Tools needed: Panel tool, Phillips screwdriver, socket wrench, 10mm deep socket, 8mm socket, Phillips screwdriver
Other options for your Sky
There are lots of things you can do to make your Sky into an even more enjoyable ride. Here are few ideas:
A set of inexpensive foam baffles can help you get the most out of your new set of speakers. These soft, water-resistant baffles compress easily within the doors, forming a seal that reduces panel vibration and improves sound. If you cut a hole in the bottom of the baffle, or remove the entire bottom, you'll maintain good bass response while still protecting your speaker.
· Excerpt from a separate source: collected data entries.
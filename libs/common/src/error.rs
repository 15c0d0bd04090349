//! Custom error types for the common library
//!
//! Store implementations in every service report failures through
//! [`DatabaseError`], whatever the backing engine is.

use sqlx::Error as SqlxError;
use thiserror::Error;

/// PostgreSQL error code for `unique_violation`
const UNIQUE_VIOLATION: &str = "23505";

/// Custom error type for database operations
#[derive(Error, Debug)]
pub enum DatabaseError {
    /// Error occurred during database connection
    #[error("Database connection error: {0}")]
    Connection(#[source] SqlxError),

    /// Error occurred during database query execution
    #[error("Database query error: {0}")]
    Query(#[source] SqlxError),

    /// A unique constraint rejected the write
    #[error("Unique constraint violated: {0}")]
    UniqueViolation(String),

    /// A stored value could not be mapped back into a model
    #[error("Failed to decode stored value: {0}")]
    Decode(String),

    /// Configuration error
    #[error("Database configuration error: {0}")]
    Configuration(String),
}

impl DatabaseError {
    /// Returns true when the error is a unique constraint violation
    pub fn is_unique_violation(&self) -> bool {
        matches!(self, DatabaseError::UniqueViolation(_))
    }
}

impl From<SqlxError> for DatabaseError {
    fn from(err: SqlxError) -> Self {
        if let SqlxError::Database(db_err) = &err {
            if db_err.code().as_deref() == Some(UNIQUE_VIOLATION) {
                let constraint = db_err.constraint().unwrap_or("unknown").to_string();
                return DatabaseError::UniqueViolation(constraint);
            }
        }
        DatabaseError::Query(err)
    }
}

/// Type alias for Result with DatabaseError
pub type DatabaseResult<T> = Result<T, DatabaseError>;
Like most drop-tops, the Sky lets in a good bit of road noise. If you're serious about sound, installing Dynamat in your doors will help keep noise and rattles to a minimum and allow you to enjoy your new stereo to the fullest. If you add a sub, you'll also want to line the top of the trunk.
Though we're definitely not collector car experts, our gut tells us that the Sky just might have some long-range investment potential. It's difficult to gauge the future availability of spare parts, but "new old stock" radios could be hard to find, especially for an "orphan brand" like Saturn. So, if you replace your Sky's factory radio and/or speakers, hang onto them. You can always put them back when it's time to sell the car.
If you don't want to replace the factory equipment at all, but still want to enjoy great sound while you're enjoying your car, we offer a wide variety of adapters that will allow you to use an iPod, MP3 player, or satellite radio with the Sky's factory audio system.
Installing a security system in your Sky isn't easy (security systems rarely are), but it's less complicated than it could be. Our Crutchfield Advisors can help figure out what you need to get the job done, but we usually recommend taking your car and new gear to a professional installer.